4 thoughts on “Say It Ain’t So, Charlie Gray

  1. Billy:

    I thought it very interesting and wondered why the media did not pick up on it but the shadow went to the mic and offered a story of how a cow pasture grew into the 2nd largest university in the United States. It was a fascinating but quick story that started with a reference of a governor that the shadow assisted and the governor asked the shadow what he would like in return and the shadow said, “I want a university”. So, in the early 60’s Florida Technological University was born in what was once a cow pasture that has grown over time to be the University of Central Florida and home to over 56,000 enrolled students. While sitting in the audience I asked myself – did the shadow suggest on his own accord that he accepted a political favor? What do you want in return? I want a university! Did I hear that correct? What is fascinating is that the media did not pick up on it like I did or maybe favors, gifts, paybacks or decisions (you choose) to build a university in a cow pasture happens so often that it is not news. Up to this point a Polk HSR site seems to be emotionally and political driven with very little rationale based on the obvious such as infrastructure costs, mass transit and ridership population.

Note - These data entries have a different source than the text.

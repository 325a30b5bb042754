//! # Error Types — Construction Failures
//!
//! Defines the error type for constraint construction. All errors use
//! `thiserror` for derive-based `Display` and `Error` implementations.
//!
//! ## Design
//!
//! Constraints are immutable values and nothing fails after construction.
//! The only fallible operations are compiling a regex pattern, decoding a
//! pattern flag bitset, and parsing a constraint kind name, so the error
//! surface is deliberately small. Checking a candidate value never returns
//! an error: `satisfies` exists only where the candidate type supports the
//! check, which moves type mismatches to compile time.

use thiserror::Error;

/// Top-level error type for constraint construction.
#[derive(Error, Debug)]
pub enum ConstraintError {
    /// A regex pattern failed to compile.
    #[error("invalid pattern {pattern:?}: {reason}")]
    InvalidPattern {
        /// The pattern as supplied by the caller.
        pattern: String,
        /// The compiler's rejection message.
        reason: String,
    },

    /// A pattern flag bitset contained bits outside the known flags.
    #[error("unknown pattern flag bits: {bits:#06x}")]
    UnknownPatternFlags {
        /// The offending bitset.
        bits: u16,
    },

    /// A constraint kind name did not match any known kind.
    #[error("unknown constraint kind: {name:?}")]
    UnknownKind {
        /// The unrecognized name.
        name: String,
    },
}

    Yes, UCF has grown into a very large and fine university but it took almost 50 years from its inception to get where it is today. Can the state of Florida or better yet can HSR vendors afford to build a train station and wait 50 years for a return on investment? According to our newly elected Governor, there will be no state subsidy but there are many knowledgeable people mumbling under their breath that the only way a stop can survive at the USF Poly site is through a subsidy of some type. And let’s not forget the site has no existing mass transit support in the way of bus service and not one vertical piece of construction currently exists. And, USF Poly does not have full funding at this time but the new Governor’s budget is due out soon. So, until then I keep waiting for someone to yell out that the emperor has no clothes.

  2. # Avoid exposure to environmental pollution. While further studies are needed, some research suggests a link between breast cancer and exposure to the polycyclic aromatic hydrocarbons found in vehicle exhaust and air pollution. This is straight out of the mayo clinic.

  3. “Up to this point a Polk HSR site seems to be emotionally and political driven with very little rationale based on the obvious such as infrastructure costs, mass transit and ridership population.”

    Whew!!! I was beginning to think I was the only one that noticed.

    I don’t worry too much about jd’s grand plans. His ability to screw up everything he touches will probably give us little to concern ourselves with on that account. Paving the path for more dangerous sorts could be a greater issue in the future, though.

    I rode the train from Miami to Winter Haven a few days ago and noticed the east side of the tracks has been cleared about two bulldozer widths through most of Polk County.